Published online by Cambridge University Press: 05 June 2012
And in the streets: the children screamed
The lovers cried, and the poets dreamed.
But not a word was spoken;
The church bells all were broken.
And the three men I admire most:
The father, son, and the holy ghost
They caught the last train for the coast
The day the music died.
(Don McLean, ‘American Pie’, 1971)In 1999 Larry Rothfield published a paper whose title needs to be spoken aloud rather than read. ‘Cultural policy studies?’ he asked, repeating the question three times, each time with a different word emphasised. Can there be policy studies about culture? Can studies of culture have any relevance to policy? And finally, accepting that there is such an animal as cultural policy, what is there about it that can be studied? The last of these questions is the relevant one for our purposes here.
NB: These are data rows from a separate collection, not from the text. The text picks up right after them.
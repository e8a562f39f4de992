//! Local tantivy backend through the service container

use crate::common::{create_local_services, local_config, TestDocs};
use docindex::core::error::DocIndexError;
use docindex::core::services::index_definition;
use docindex::core::storage::{CreateMode, SearchIndex, TantivyIndex};
use docindex::core::types::{HybridQuery, Section};
use tempfile::TempDir;

fn section(id: &str, content: &str, dims: usize) -> Section {
    Section {
        id: id.to_string(),
        content: content.to_string(),
        embedding: vec![0.5; dims],
        sourcepage: "doc-0.txt".to_string(),
        sourcefile: "doc.txt".to_string(),
    }
}

fn query(text: &str, dims: usize) -> HybridQuery {
    HybridQuery {
        text: text.to_string(),
        vector: vec![0.5; dims],
        top: 10,
        k: 50,
        vector_field: "embedding".to_string(),
    }
}

#[tokio::test]
async fn test_documents_persist_across_instances() {
    let temp_dir = TempDir::new().unwrap();
    let config = local_config(&temp_dir);
    let dims = config.embedding.dimensions;

    let index = TantivyIndex::new(&config.index.local_dir, &config.index.index_name);
    index
        .create_index(&index_definition(&config), CreateMode::Create)
        .await
        .unwrap();
    index
        .upload_documents(&[section("a", "hydraulic pump", dims)])
        .await
        .unwrap();

    let reopened = TantivyIndex::new(&config.index.local_dir, &config.index.index_name);
    assert!(reopened.exists());
    assert_eq!(reopened.definition().unwrap(), index_definition(&config));

    let hits = reopened.search(&query("pump", dims)).await.unwrap();
    assert_eq!(hits.len(), 1);
    assert_eq!(hits[0].id, "a");
    assert_eq!(hits[0].sourcefile, "doc.txt");
}

#[tokio::test]
async fn test_reingest_replaces_sections() {
    let docs = TestDocs::with_files(&[("manual.txt", "Check the hydraulic pump daily.")]);
    let (services, _temp) = create_local_services().await;

    for _ in 0..3 {
        let pipeline = services.create_pipeline().unwrap();
        pipeline.ingest_path(docs.path()).await.unwrap();
    }

    let response = services.search.search("pump", Some(10), None).await.unwrap();
    assert_eq!(response.count, 1, "sections should be upserted by key");
}

#[tokio::test]
async fn test_update_with_changed_dimensions_rebuilds() {
    let temp_dir = TempDir::new().unwrap();
    let mut config = local_config(&temp_dir);
    let index = TantivyIndex::new(&config.index.local_dir, &config.index.index_name);

    index
        .create_index(&index_definition(&config), CreateMode::Create)
        .await
        .unwrap();
    index
        .upload_documents(&[section("a", "text", config.embedding.dimensions)])
        .await
        .unwrap();

    config.embedding.dimensions = 8;
    index
        .create_index(&index_definition(&config), CreateMode::CreateOrUpdate)
        .await
        .unwrap();

    let stored = index.definition().unwrap();
    assert_eq!(stored.field("embedding").unwrap().dimensions, Some(8));
    let hits = index.search(&query("text", 8)).await.unwrap();
    assert!(hits.is_empty(), "rebuilt index starts empty");

    // Old-width vectors are now rejected per item
    let results = index
        .upload_documents(&[section("b", "text", 32), section("c", "text", 8)])
        .await
        .unwrap();
    assert!(!results[0].succeeded);
    assert!(results[1].succeeded);
}

#[tokio::test]
async fn test_update_with_same_definition_keeps_documents() {
    let (services, _temp) = create_local_services().await;
    let dims = services.config.embedding.dimensions;
    services
        .index
        .upload_documents(&[section("a", "rudder", dims)])
        .await
        .unwrap();

    services
        .index
        .create_index(&index_definition(&services.config), CreateMode::CreateOrUpdate)
        .await
        .unwrap();

    let hits = services.index.search(&query("rudder", dims)).await.unwrap();
    assert_eq!(hits.len(), 1);
}

#[tokio::test]
async fn test_create_twice_conflicts() {
    let (services, _temp) = create_local_services().await;
    let err = services
        .index
        .create_index(&index_definition(&services.config), CreateMode::Create)
        .await
        .unwrap_err();

    assert!(matches!(err, DocIndexError::IndexAlreadyExists(_)));
    assert!(err.is_conflict());
}

#[tokio::test]
async fn test_upload_before_create_is_not_found() {
    let temp_dir = TempDir::new().unwrap();
    let index = TantivyIndex::new(temp_dir.path(), "never-created");

    let err = index
        .upload_documents(&[section("a", "text", 4)])
        .await
        .unwrap_err();
    assert!(matches!(err, DocIndexError::IndexNotFound(_)));
    assert!(err.is_not_found());
}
That cultural policy exists is clear enough; we defined its scope and coverage in Chapter 1. But how the analysis of cultural policy is to be approached, and what sort of advice for policy-makers might flow from cultural policy studies, remains a contested issue.
If ‘cultural policy studies’ exists at all as an identifiable area for scholarly research and empirical analysis, one of its principal points of origin can be traced to the cultural studies discipline, a loose assembly of scholars and writers concerned with the fundamental nature of culture and how it evolves as a sphere of influence for the state.